Problem statement » Your answer should consist of each line below that includes the word "cancelled".

The data »
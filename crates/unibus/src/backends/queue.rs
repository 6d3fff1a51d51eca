//! In-process exchange/queue broker implementing [`QueueConnection`].
//!
//! Exchanges are direct: a message reaches every queue bound with a routing
//! key equal to the one it was published with. Each consumer holds at most
//! `prefetch` unacknowledged deliveries; cancelling a consumer puts its
//! unacknowledged deliveries back at the head of the queue, flagged
//! `redelivered`.

use std::collections::{HashMap, HashSet, VecDeque};
use std::sync::Arc;

use async_trait::async_trait;
use bytes::Bytes;
use parking_lot::Mutex;
use tokio::sync::Notify;
use tracing::debug;

use crate::domain::{BackendError, Headers, TlsOptions};
use crate::ports::{DeliveryAcker, QueueBinding, QueueConnection, QueueConsumer, QueueDelivery};

#[derive(Debug, Clone)]
struct Stored {
    exchange: String,
    routing_key: String,
    headers: Headers,
    body: Bytes,
    redelivered: bool,
}

#[derive(Default)]
struct QueueEntry {
    bindings: HashSet<(String, String)>,
    durable: bool,
    exclusive_owner: Option<u64>,
    consumers: Vec<u64>,
    ready: VecDeque<Stored>,
    unacked: HashMap<u64, (u64, Stored)>,
}

impl QueueEntry {
    fn in_flight(&self, consumer: u64) -> usize {
        self.unacked.values().filter(|(c, _)| *c == consumer).count()
    }
}

#[derive(Default)]
struct BrokerState {
    unreachable: bool,
    connected: bool,
    sequence: u64,
    next_consumer: u64,
    next_tag: u64,
    queues: HashMap<String, QueueEntry>,
}

/// Shared handle to an in-process queue broker. Clones see the same queues.
#[derive(Clone, Default)]
pub struct MemoryQueueBroker {
    state: Arc<Mutex<BrokerState>>,
    changed: Arc<Notify>,
}

impl MemoryQueueBroker {
    #[must_use]
    pub fn new() -> Self {
        Self::default()
    }

    pub fn set_reachable(&self, reachable: bool) {
        self.state.lock().unreachable = !reachable;
    }

    /// Declared queue names, sorted.
    #[must_use]
    pub fn queues(&self) -> Vec<String> {
        let mut names: Vec<_> = self.state.lock().queues.keys().cloned().collect();
        names.sort();
        names
    }

    /// Deliveries waiting in `queue`.
    #[must_use]
    pub fn ready(&self, queue: &str) -> usize {
        self.state.lock().queues.get(queue).map_or(0, |q| q.ready.len())
    }

    /// Deliveries handed out on `queue` but not yet acknowledged.
    #[must_use]
    pub fn unacked(&self, queue: &str) -> usize {
        self.state.lock().queues.get(queue).map_or(0, |q| q.unacked.len())
    }
}

#[async_trait]
impl QueueConnection for MemoryQueueBroker {
    async fn connect(
        &self,
        addresses: &[String],
        _tls: Option<&TlsOptions>,
    ) -> Result<(), BackendError> {
        let mut state = self.state.lock();
        if state.unreachable {
            return Err(BackendError::Unreachable(addresses.join(",")));
        }
        state.connected = true;
        Ok(())
    }

    async fn close(&self) -> Result<(), BackendError> {
        self.state.lock().connected = false;
        self.changed.notify_waiters();
        Ok(())
    }

    async fn publish(
        &self,
        exchange: &str,
        routing_key: &str,
        headers: Headers,
        body: Bytes,
    ) -> Result<u64, BackendError> {
        let sequence = {
            let mut state = self.state.lock();
            if !state.connected {
                return Err(BackendError::SessionClosed);
            }
            state.sequence += 1;

            let route = (exchange.to_string(), routing_key.to_string());
            let mut routed = 0;
            for queue in state.queues.values_mut() {
                if queue.bindings.contains(&route) {
                    queue.ready.push_back(Stored {
                        exchange: exchange.to_string(),
                        routing_key: routing_key.to_string(),
                        headers: headers.clone(),
                        body: body.clone(),
                        redelivered: false,
                    });
                    routed += 1;
                }
            }
            if routed == 0 {
                debug!(exchange, routing_key, "Unroutable message discarded");
            }
            state.sequence
        };
        self.changed.notify_waiters();
        Ok(sequence)
    }

    async fn consume(
        &self,
        binding: QueueBinding,
        prefetch: u16,
    ) -> Result<Box<dyn QueueConsumer>, BackendError> {
        let mut state = self.state.lock();
        if !state.connected {
            return Err(BackendError::SessionClosed);
        }
        state.next_consumer += 1;
        let consumer = state.next_consumer;

        let queue = state.queues.entry(binding.queue.clone()).or_insert_with(|| QueueEntry {
            durable: binding.durable,
            ..QueueEntry::default()
        });
        if queue.exclusive_owner.is_some() || (binding.exclusive && !queue.consumers.is_empty()) {
            return Err(BackendError::Rejected(format!(
                "queue '{}' is locked by an exclusive consumer",
                binding.queue
            )));
        }
        queue
            .bindings
            .insert((binding.exchange.clone(), binding.routing_key.clone()));
        queue.consumers.push(consumer);
        if binding.exclusive {
            queue.exclusive_owner = Some(consumer);
        }
        debug!(queue = %binding.queue, consumer, prefetch, "Consumer attached");

        Ok(Box::new(MemoryQueueConsumer {
            broker: self.clone(),
            queue: binding.queue,
            consumer,
            prefetch: usize::from(prefetch),
            cancelled: false,
        }))
    }
}

struct MemoryQueueConsumer {
    broker: MemoryQueueBroker,
    queue: String,
    consumer: u64,
    prefetch: usize,
    cancelled: bool,
}

impl MemoryQueueConsumer {
    fn try_next(&self) -> Result<Option<QueueDelivery>, BackendError> {
        let mut state = self.broker.state.lock();
        if !state.connected {
            return Err(BackendError::SessionClosed);
        }
        let tag = state.next_tag + 1;
        let Some(queue) = state.queues.get_mut(&self.queue) else {
            return Err(BackendError::Rejected(format!("queue '{}' deleted", self.queue)));
        };
        if self.prefetch > 0 && queue.in_flight(self.consumer) >= self.prefetch {
            return Ok(None);
        }
        let Some(stored) = queue.ready.pop_front() else {
            return Ok(None);
        };
        queue.unacked.insert(tag, (self.consumer, stored.clone()));
        state.next_tag = tag;

        Ok(Some(QueueDelivery {
            delivery_tag: tag,
            exchange: stored.exchange,
            routing_key: stored.routing_key,
            headers: stored.headers,
            body: stored.body,
            redelivered: stored.redelivered,
        }))
    }
}

#[async_trait]
impl QueueConsumer for MemoryQueueConsumer {
    async fn next(&mut self) -> Result<Option<QueueDelivery>, BackendError> {
        loop {
            if self.cancelled {
                return Ok(None);
            }
            let changed = Arc::clone(&self.broker.changed);
            let notified = changed.notified();
            tokio::pin!(notified);
            notified.as_mut().enable();

            if let Some(delivery) = self.try_next()? {
                return Ok(Some(delivery));
            }
            notified.await;
        }
    }

    fn acker(&self) -> Arc<dyn DeliveryAcker> {
        Arc::new(QueueAcker {
            broker: self.broker.clone(),
            queue: self.queue.clone(),
            consumer: self.consumer,
        })
    }

    async fn cancel(&mut self) -> Result<(), BackendError> {
        if self.cancelled {
            return Ok(());
        }
        self.cancelled = true;
        {
            let mut state = self.broker.state.lock();
            let Some(queue) = state.queues.get_mut(&self.queue) else {
                return Ok(());
            };

            let mut returned: Vec<_> = queue
                .unacked
                .iter()
                .filter(|(_, (c, _))| *c == self.consumer)
                .map(|(tag, _)| *tag)
                .collect();
            returned.sort_unstable();
            for tag in returned.iter().rev() {
                if let Some((_, mut stored)) = queue.unacked.remove(tag) {
                    stored.redelivered = true;
                    queue.ready.push_front(stored);
                }
            }

            queue.consumers.retain(|c| *c != self.consumer);
            if queue.exclusive_owner == Some(self.consumer) {
                queue.exclusive_owner = None;
            }
            let delete = !queue.durable && queue.consumers.is_empty();
            debug!(queue = %self.queue, requeued = returned.len(), "Consumer cancelled");
            if delete {
                state.queues.remove(&self.queue);
                debug!(queue = %self.queue, "Auto-deleted queue");
            }
        }
        self.broker.changed.notify_waiters();
        Ok(())
    }
}

struct QueueAcker {
    broker: MemoryQueueBroker,
    queue: String,
    consumer: u64,
}

impl DeliveryAcker for QueueAcker {
    fn ack(&self, delivery_tag: u64) -> Result<(), BackendError> {
        {
            let mut state = self.broker.state.lock();
            if !state.connected {
                return Err(BackendError::SessionClosed);
            }
            let owned = state
                .queues
                .get_mut(&self.queue)
                .filter(|q| {
                    q.unacked
                        .get(&delivery_tag)
                        .is_some_and(|(c, _)| *c == self.consumer)
                })
                .and_then(|q| q.unacked.remove(&delivery_tag));
            if owned.is_none() {
                return Err(BackendError::Rejected(format!(
                    "unknown delivery tag {delivery_tag}"
                )));
            }
        }
        self.broker.changed.notify_waiters();
        Ok(())
    }
}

Response »
            cancelled: false,
    cancelled: bool,
            if self.cancelled {
        if self.cancelled {
        self.cancelled = true;
            debug!(queue = %self.queue, requeued = returned.len(), "Consumer cancelled");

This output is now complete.